The world of Bollywood in India is extremely influential; hundreds of films are produced by the industry every year and over the course of its history, it has inspired generations of film fans and filled countless young people with dreams.
On the 16th December 2012, a twenty-three year old woman, who was later identified as Jyoti Singh Pandey, was raped by six men on a public bus and abused so severely that she died in hospital 13 days later. This terrible incident is just one of the many events that have recently put a harsh spotlight on the way Indian culture treats women and triggered a backlash against the deep-seated and ugly misogyny that exists within the nation as a whole as well as the perpetrators themselves.
According to statistics compiled by the National Crime Records Bureau, India witnessed a staggering 873 per cent increase in rape cases between 1953 and 2011. This shocking figure, and Jyoti’s tragic story, has led many to question whether Bollywood films, which currently wield so much cultural influence, have had a role to play in creating the astounding level of sexual violence in modern India.
Indians reacted to news of Jyoti’s suffering in a big way, and the endemic disregard for women’s rights it exemplified, by protesting in every big city – from Delhi to Mumbai and Bangalore to Pune. Bollywood’s biggest names were drawn into this national mood of protest, coming out to condemn the gang-rape, calling for harsh punishment, tweeting words of disgust, and praying for the girl’s health. Whilst some were heartened by this vocal backlash against sexual violence, others saw the irony in Bollywood’s vehement response – after all, for years Bollywood has glorified rape.

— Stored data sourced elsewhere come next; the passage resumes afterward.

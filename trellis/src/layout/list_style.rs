//! ListStyle - A scrollable list with scrollbars on both axes.
//!
//! Wraps a [`List`] and a caller-owned [`ScrollState`]. Each frame runs:
//!
//! 1. A probe layout (output discarded) to measure the content.
//! 2. [`resolve_scrollbars`] to decide which bars are visible.
//! 3. The real list layout in the space the bars leave, composed with the
//!    bars through [`Flex`].
//! 4. A sync of the scroll state with what was laid out.

use crate::config::{ScrollbarConfig, TrellisConfig};
use crate::display_list::Recording;
use crate::primitives::{Axis, Point, Size};
use crate::scroll_state::{ScrollAxis, ScrollState};

use super::child::{Spacer, Widget};
use super::constraints::Constraints;
use super::context::LayoutContext;
use super::flex::Flex;
use super::length::CrossAxisAlignment;
use super::list::List;
use super::scrollbar::{Scrollbar, resolve_scrollbars};

/// Already laid-out output placed as a flex child.
struct Replay {
    size: Size,
    recording: Option<Recording>,
}

impl Widget for Replay {
    fn layout(&mut self, cx: &mut LayoutContext<'_>, constraints: Constraints) -> Size {
        if let Some(recording) = self.recording.take() {
            cx.replay(recording, Point::ORIGIN);
        }
        constraints.constrain(self.size)
    }
}

/// A scrollable list.
///
/// ```ignore
/// ListStyle::new(&mut state.scroll)
///     .scroll_to_end(true)
///     .layout(cx, constraints, lines.len(), |cx, cs, i| lines[i].layout(cx, cs));
/// ```
pub struct ListStyle<'s> {
    state: &'s mut ScrollState,
    list: List,
    scrollbar: ScrollbarConfig,
}

impl<'s> ListStyle<'s> {
    pub fn new(state: &'s mut ScrollState) -> Self {
        Self {
            state,
            list: List::vertical(),
            scrollbar: ScrollbarConfig::default(),
        }
    }

    /// Builder settings from a loaded config.
    pub fn from_config(state: &'s mut ScrollState, config: &TrellisConfig) -> Self {
        let cross_alignment = if config.list.stretch_items {
            CrossAxisAlignment::Stretch
        } else {
            CrossAxisAlignment::Start
        };
        Self::new(state)
            .scroll_to_end(config.list.scroll_to_end)
            .minor_scroll(config.list.minor_scroll)
            .cross_align(cross_alignment)
            .scrollbar(config.scrollbar)
    }

    pub fn axis(mut self, axis: Axis) -> Self {
        self.list.axis = axis;
        self
    }

    pub fn scroll_to_end(mut self, enabled: bool) -> Self {
        self.list.scroll_to_end = enabled;
        self
    }

    pub fn cross_align(mut self, alignment: CrossAxisAlignment) -> Self {
        self.list.cross_alignment = alignment;
        self
    }

    pub fn minor_scroll(mut self, enabled: bool) -> Self {
        self.list.minor_scroll = enabled;
        self
    }

    pub fn scrollbar(mut self, config: ScrollbarConfig) -> Self {
        self.scrollbar = config;
        self
    }

    /// Lay out `len` items, building each with `item(cx, constraints, index)`.
    pub fn layout<F>(
        &mut self,
        cx: &mut LayoutContext<'_>,
        constraints: Constraints,
        len: usize,
        mut item: F,
    ) -> Size
    where
        F: FnMut(&mut LayoutContext<'_>, Constraints, usize) -> Size,
    {
        cx.enter("ListStyle");
        let axis = self.list.axis;
        let thickness = self.scrollbar.thickness_px.max(0);

        // Probe against the full viewport.
        let mut list = self.list;
        let mut probe_position = self.state.position;
        let (probe, _) =
            cx.record(|cx| list.layout(cx, constraints, &mut probe_position, len, &mut item));
        let content_minor = if list.minor_scroll { probe.content_cross } else { 0 };
        let content = axis.size(probe_position.length, content_minor);

        let visibility = resolve_scrollbars(axis, content, constraints.max, thickness);
        self.state.set_visibility(visibility);
        let major_bar = if visibility.major { thickness } else { 0 };
        let minor_bar = if visibility.minor { thickness } else { 0 };

        // Final layout in the space the bars leave.
        let list_constraints = constraints
            .deflate(axis.cross(), major_bar)
            .deflate(axis, minor_bar);
        let max_minor_offset = (content_minor - list_constraints.cross_max(axis)).max(0);
        list.cross_offset = self.state.minor_offset().min(max_minor_offset);
        let position = &mut self.state.position;
        let (metrics, recording) =
            cx.record(|cx| list.layout(cx, list_constraints, position, len, &mut item));

        let content_minor = if list.minor_scroll { metrics.content_cross } else { 0 };
        self.state.sync(
            len,
            axis.main(metrics.size),
            axis.cross_of(metrics.size),
            content_minor,
        );

        // Compose: [list | major bar] above [minor bar | corner].
        let list_size = metrics.size;
        let bars = axis.size(minor_bar, major_bar);
        let total = constraints.constrain(Size::new(
            list_size.width + bars.width,
            list_size.height + bars.height,
        ));

        let mut body = Flex::new(axis.cross()).flexed(
            1.0,
            Replay {
                size: list_size,
                recording: Some(recording),
            },
        );
        if visibility.major {
            let fractions = self.state.fractions(ScrollAxis::Major);
            body = body.rigid(Scrollbar::from_config(axis, fractions, &self.scrollbar));
        }

        let mut outer = Flex::new(axis).flexed(1.0, body);
        if visibility.minor {
            let fractions = self.state.fractions(ScrollAxis::Minor);
            let bar = Flex::new(axis.cross())
                .flexed(1.0, Scrollbar::from_config(axis.cross(), fractions, &self.scrollbar))
                .rigid(Spacer {
                    natural: axis.size(0, major_bar),
                });
            outer = outer.rigid(bar);
        }
        outer.layout(cx, Constraints::tight(total));

        cx.log_layout(constraints, total);
        cx.exit();
        total
    }
}
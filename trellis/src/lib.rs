//! Trellis: constraint-driven flex and list layout.
//!
//! Trellis lays out widgets supplied by a host toolkit. It never paints
//! itself: widgets draw into a [`DisplayList`] of host primitives, and
//! containers place that output once every child has been measured.
//!
//! - [`layout::Flex`], [`layout::Column`] and [`layout::Row`] split space
//!   between rigid and weighted children, rounding so the shares always add
//!   up to the space available.
//! - [`layout::List`] and [`layout::ListStyle`] lay out only the visible
//!   items of long lists and coordinate scrollbars on both axes.
//! - [`ScrollState`] turns wheel and drag input into list positions.
//! - [`UiState`] holds values shared with background threads.
//!
//! # Usage
//!
//! ```ignore
//! let mut out = DisplayList::new();
//! let mut cx = LayoutContext::new(&mut out);
//! let constraints = Constraints::tight(window);
//! ListStyle::new(&mut app.scroll).layout(&mut cx, constraints, rows.len(), |cx, cs, i| {
//!     Row::with_weights(&[1.0, 3.0], rows[i].cells()).layout(cx, cs)
//! });
//! host.draw(&out);
//! ```

// Core primitives
pub mod primitives;
pub mod display_list;

// Layout system
pub mod layout;

// State helpers
pub mod scroll_state;
pub mod binding;
pub mod ui_state;

pub mod config;
pub mod error;

// Re-export core types
pub use primitives::{Axis, Color, Point, Rect, Size};
pub use display_list::{DisplayList, Primitive, Recording};
pub use layout::{
    Column, Constraints, Flex, FlexChild, LayoutContext, List, ListStyle, Position, Row, Widget,
};
pub use scroll_state::{ScrollAxis, ScrollDelta, ScrollEvent, ScrollEventKind, ScrollState};
pub use binding::{Binding, BindingError, Value, ValueKind};
pub use ui_state::{UiState, UiStateReader};
pub use config::{ConfigError, ListConfig, ScrollConfig, ScrollbarConfig, TrellisConfig};
pub use error::{Error, Result};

Most egregiously, in the 1970s and 1980s the “rape genre” debuted, during which the likes of Ranjeet, an actor notorious for having taken part in an estimated 400 rape scenes, shot to fame.
Although storylines have changed over the decades and there are fewer “actual” rape scenes included, the topic of rape and sexual violence hasn’t been taken any more seriously. For example, in a scene from the 2009 hit film 3 Idiots, the Hindi word for chamatkar (miracle) is swapped with the word balatkar (rape) during a college speech for comedic effect. The broader attitude to women conveyed in many popular Bollywood films is equally concerning. In the 2011 film Rowdy Rathore, which has a rather nonsensical plot composed of lookalikes, goons, villagers, and gratuitous violence, the hero refers to his girlfriend as “mera maal,” which roughly translates as “my property.” This is just one of many references, within recent films, which objectify women.
These references are not isolated “funny” throwaways in otherwise gender equal films – they reflect and compound the sad restrictive role to which women are confined in many hit films. Female characters are often just there to allow the plot to progress by being positioned as romantic or sexual interests. The sexual objectification of women has always been an underlying theme in Bollywood movies, as evidenced by seductive “item numbers” and leading ladies made famous for their subtle and unattainable allure. Yet item numbers and rape scenes are not the main problem. After all, cabaret dancers and villains are not role models.
What’s truly terrible is the manner, in which film heroes have for decades pestered, stalked and forced their unwanted attentions on heroines in a thousand films, yet ended up getting the girl. That sends an outrageous and dangerous message to the public: pestering girls is what heroes do, and a girl’s “no” actually means “yes.” To make the problem worse, there are actually hit film songs which glorify harassment and stalking!
While movies may not lead to rape directly, dangerous ideas about men and women and about appropriate behaviour towards women are vividly expressed by Bollywood movies, and these do impact people’s mind-sets. Films reflect and influence the times we live in, and today, it is Bollywood’s duty to display social responsibility.
So I for one hope we can cut down on the pretty damsels in distress and have more dominant strong ladies. I wish we could see less posturing of invincible strength by men while women just look on admiringly, and a more sensitive, less stereotypical, human element developed in characters of both genders. At the very least we need our modern Bollywood heroes to make fewer objectifying references to women in dialogue and more respectful ones. Condemnations of rape by Bollywood celebrities on Twitter are right and useful, but we need the industry to take a more thoughtful and active role in preventing sexual violence against women, by rethinking the films they themselves make.
What are your thoughts on Bollywood films influencing society in India?